July 2006

Rome, July 25, 2006

Commentary of the Word of Life:

Be kind to one another, tender-hearted, forgiving one another, as God in Christ has forgiven you (Eph 4:32).

This agenda for life is concrete and the core of what matters. It would be enough on its own to create a different kind of society, one where people are more like brothers and sisters, more supportive.
It was part of a broader project put before Christians in Asia Minor.

In these communities ‘peace’ had been reached between Jews and Gentiles, the two peoples representative of a humanity till then divided.
The unity given by Christ has to be constantly renewed and translated into practical social action wholly inspired by mutual love. This is the basis for suggesting how our relationships should be:

Be kind to one another, tender-hearted, forgiving one another, as God in Christ has forgiven you.

Kindness: wanting the good of others. It means ‘making ourselves one’ with them, approaching them being completely empty of ourselves, of our own interests, our own ideas, of the many preconceptions that cloud our vision, to take on ourselves their burdens, their needs, their sufferings, and to share in their joys.
It means entering into the hearts of the people we meet in order to understand their mindset, their culture, their traditions, so as to make them, in a certain sense, our own, and really understand what they need and be able to discern those values God has planted in the heart of every person. In a word: kindness means to live for whoever is near us.
Tender-heartedness: welcoming others as they are, not as we would like them to be, with a different character, with our political views or our religious convictions, and without those faults and habits that annoy us so much. No, we need to expand our hearts and make them able to welcome everyone, with their differences, their shortcomings and troubles.
Forgiveness: always seeing the other person as new. Even where we find our most beautiful and most peaceful relationships, in the family, at school, at work, there are inevitably moments of friction, differences of opinion, clashes. People reach the point of not speaking to each other, of avoiding one another, to say nothing of when real and true hatred towards someone who thinks differently roots itself in the heart. We have to make a strong, rigorous and thorough commitment to try and see each brother or sister as though they were new, completely new, not remembering at all how they have hurt us, but covering everything with love, with a complete amnesty in our hearts, imitating God who forgives and forgets.
True peace and unity are attained when kindness, tender-heartedness and forgiveness are lived not only by people individually, but together, with one another mutually.
And just as the embers of a fire have to be stirred every now and then, so that they are not smothered by the ashes, so too from time to time it is necessary deliberately to revive the decision to love one another, to revive our relationships with everyone, so that they are not covered up by the ashes of indifference, apathy, selfishness.

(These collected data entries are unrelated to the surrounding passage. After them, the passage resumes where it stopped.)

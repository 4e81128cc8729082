//! Per-peer reconciliation: bringing this node to the state named by a
//! received update.
//!
//! The engine is transport-agnostic: everything it needs from the update's
//! origin peer goes through [`SyncClient`], which the network layer
//! implements over the wire protocols and tests implement over a second
//! local node. All database mutations for one update commit in a single
//! transaction together with the node properties and the log append, and the
//! in-memory Merkle tree is only swapped after that commit succeeds, so a
//! failed sync leaves the node state untouched for the next retry tick.

use std::sync::Arc;

use async_trait::async_trait;
use serde::{Deserialize, Serialize};
use tokio::io::AsyncRead;
use tokio::sync::Mutex;

mod data;
pub mod download;

pub use download::{download_file, Download};

use crate::crypto::{entry_hash, Hash32, MerkleTree};
use crate::db::{self, Database, DataRow, DbError, PeerRecord};
use crate::log::{peer_list_hash, PeerAction, SignedUpdate, Update, UpdateError, UpdatePayload};
use crate::objects::{ObjectStore, ObjectStoreError};

/// Server-side cap on hashes per metadata batch.
pub const MAX_METADATA_BATCH: usize = 256;

#[derive(Debug, thiserror::Error)]
pub enum SyncError {
    #[error("database error: {0}")]
    Db(#[from] DbError),

    #[error("update error: {0}")]
    Update(#[from] UpdateError),

    #[error("object store error: {0}")]
    ObjectStore(#[from] ObjectStoreError),

    #[error("io error: {0}")]
    Io(#[from] std::io::Error),

    #[error("no master public key installed; node is not bound")]
    NoMasterKey,

    #[error("peer list hash mismatch after full sync")]
    PeerListMismatch,

    #[error("merkle root mismatch after sync: expected {expected}, got {got}")]
    RootMismatch { expected: Hash32, got: Hash32 },

    #[error("metadata entry failed hash verification")]
    MetadataHashMismatch,

    #[error("metadata response incomplete: requested {requested}, received {received}")]
    MetadataIncomplete { requested: usize, received: usize },

    #[error("file data short read: expected {expected} bytes, got {got}")]
    ShortRead { expected: u64, got: u64 },

    #[error("transport error: {0}")]
    Transport(#[from] anyhow::Error),
}

/// One entry of a `metadata/1.0` response.
#[derive(Debug, Clone, PartialEq, Eq, Serialize, Deserialize)]
pub struct MetadataEntry {
    pub hash: Hash32,
    #[serde(with = "crate::wire::base64_bytes")]
    pub key: Vec<u8>,
    pub value: Option<Hash32>,
    pub size: u64,
}

impl MetadataEntry {
    /// Recompute the entry hash and check it against the carried one.
    pub fn verify(&self) -> Result<(), SyncError> {
        let computed = entry_hash(&self.key, self.value.as_ref(), self.size);
        if computed != self.hash {
            return Err(SyncError::MetadataHashMismatch);
        }
        Ok(())
    }

    pub fn into_row(self) -> DataRow {
        DataRow {
            key: self.key,
            value: self.value,
            size: self.size,
            hash: self.hash,
        }
    }
}

impl From<DataRow> for MetadataEntry {
    fn from(row: DataRow) -> Self {
        Self {
            hash: row.hash,
            key: row.key,
            value: row.value,
            size: row.size,
        }
    }
}

/// One bucket's hashes, as returned by `data-bucket-hashes/1.0`.
#[derive(Debug, Clone, PartialEq, Eq, Serialize, Deserialize)]
pub struct BucketHashes {
    pub bucket_index: u32,
    pub hashes: Vec<Hash32>,
}

/// Remote operations against the peer an update arrived from.
#[async_trait]
pub trait SyncClient: Send + Sync {
    /// The peer's full authorized peer list.
    async fn fetch_peer_list(&self) -> Result<Vec<PeerRecord>, SyncError>;

    /// The peer's Merkle bucket hashes, provided its tree has the given
    /// bucket count. Empty on a count mismatch.
    async fn fetch_tree_bucket_hashes(&self, num_buckets: u32) -> Result<Vec<Hash32>, SyncError>;

    /// The entry hashes in the given buckets of the peer's data set.
    async fn fetch_data_bucket_hashes(
        &self,
        bucket_indices: &[u32],
        num_buckets: u32,
    ) -> Result<Vec<BucketHashes>, SyncError>;

    /// Full metadata rows for up to [`MAX_METADATA_BATCH`] entry hashes.
    /// A missing hash on the peer fails the whole batch.
    async fn fetch_metadata(&self, hashes: &[Hash32]) -> Result<Vec<MetadataEntry>, SyncError>;

    /// A byte stream over `[offset, offset + length)` of a blob.
    async fn fetch_file_data(
        &self,
        file_hash: &Hash32,
        offset: u64,
        length: u64,
    ) -> Result<Box<dyn AsyncRead + Send + Unpin>, SyncError>;
}

/// The local state the sync engine operates on.
#[derive(Clone)]
pub struct SyncState {
    pub db: Database,
    pub objects: ObjectStore,
    pub merkle: Arc<Mutex<MerkleTree>>,
}

/// Outcome of processing one received update.
#[derive(Debug)]
pub enum Outcome {
    /// The update was applied; the listed blobs still need downloading.
    Applied { downloads: Vec<Download> },
    /// The update id was not ahead of ours; silently dropped.
    Stale,
}

/// Verify, order-check, and apply a received signed update.
///
/// Callers serialize invocations (one `process_update` at a time per node);
/// the engine itself assumes exclusive ownership of the Merkle tree for the
/// duration of the data sync.
pub async fn process_update(
    state: &SyncState,
    client: &dyn SyncClient,
    signed: &SignedUpdate,
) -> Result<Outcome, SyncError> {
    let master_pub = state
        .db
        .master_public_key()
        .await?
        .ok_or(SyncError::NoMasterKey)?;
    signed.verify(&master_pub)?;
    let update = signed.update()?;

    let current_id = state.db.current_update_id().await?;
    if update.update_id <= current_id {
        tracing::debug!(
            update_id = update.update_id,
            current_id,
            "dropping stale update"
        );
        return Ok(Outcome::Stale);
    }

    sync_peer_list(state, client, &update).await?;
    let downloads = data::sync_data(state, client, &update, signed).await?;

    tracing::info!(
        update_id = update.update_id,
        downloads = downloads.len(),
        "applied update"
    );
    Ok(Outcome::Applied { downloads })
}

/// Bring the local peer set to `update.peer_list_hash`.
async fn sync_peer_list(
    state: &SyncState,
    client: &dyn SyncClient,
    update: &Update,
) -> Result<(), SyncError> {
    let local_hash = state.db.peer_list_hash().await?;
    if update.peer_list_hash == local_hash {
        return Ok(());
    }

    // Fast-forward: a single peer change whose precondition matches.
    if update.prev_peer_list_hash == local_hash {
        if let UpdatePayload::Peer(change) = &update.payload {
            match change.action {
                PeerAction::Add => {
                    let record = PeerRecord::new(
                        change.peer_id.clone(),
                        change.addresses.clone().unwrap_or_default(),
                    );
                    db::peers::add_peer(state.db.pool(), &record).await?;
                }
                PeerAction::Remove => {
                    db::peers::remove_peer(state.db.pool(), &change.peer_id).await?;
                }
            }
            let new_hash = peer_list_hash(&state.db.all_peer_ids().await?);
            if new_hash == update.peer_list_hash {
                return Ok(());
            }
            tracing::warn!(
                expected = %update.peer_list_hash,
                got = %new_hash,
                "peer fast-forward missed; falling back to full peer list sync"
            );
        }
    }

    // Full sync: replace the whole set from the update's origin.
    let peers = client.fetch_peer_list().await?;
    state.db.replace_all_peers(&peers).await?;
    let new_hash = peer_list_hash(&state.db.all_peer_ids().await?);
    if new_hash != update.peer_list_hash {
        return Err(SyncError::PeerListMismatch);
    }
    Ok(())
}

Be kind to one another, tender-hearted, forgiving one another, as God in Christ has forgiven you.

These attitudes demand to be translated into deeds, into practical action.
Jesus himself showed us what love is when he healed the sick, when he fed the crowds, when he brought the dead back to life, when he washed the feet of his disciples. Actions, deeds: this is what it means to love.
I remember the mother an African family whose daughter, Rosangela, lost an eye after an aggressive young boy poked her with a stick. He even continued making fun of her afterwards. Neither of the boy’s parents said that they were sorry. The silence, the lack of relationship with that family, made Rosangela’s mother feel bitter. ‘Don’t be upset,’ said Rosangela who had forgiven the boy, ‘I am lucky because I can see with my other eye!’
‘One morning,’ Rosangela’s mother said, ‘the boy’s mother sent someone to get me to go round to her house because she felt ill. My first reaction was: “Look, now she comes to me for help. With so many other neighbours she could have asked, she asks me, after all her boy has done to us!”
‘But suddenly I remembered that love has no limits. I hurried over to her house. She opened the door and fainted into my arms. I took her to the hospital and stayed with her until the doctors saw her. A week later she was discharged from the hospital and came to my house to thank me. I welcomed her with all my heart. I had managed to forgive her. Now we are in touch again. In fact, our relationship is totally new.’
Every one of our days, too, can be filled with real acts of service, humble and intelligent expressions of our love. We will then see fraternity and peace grow around us.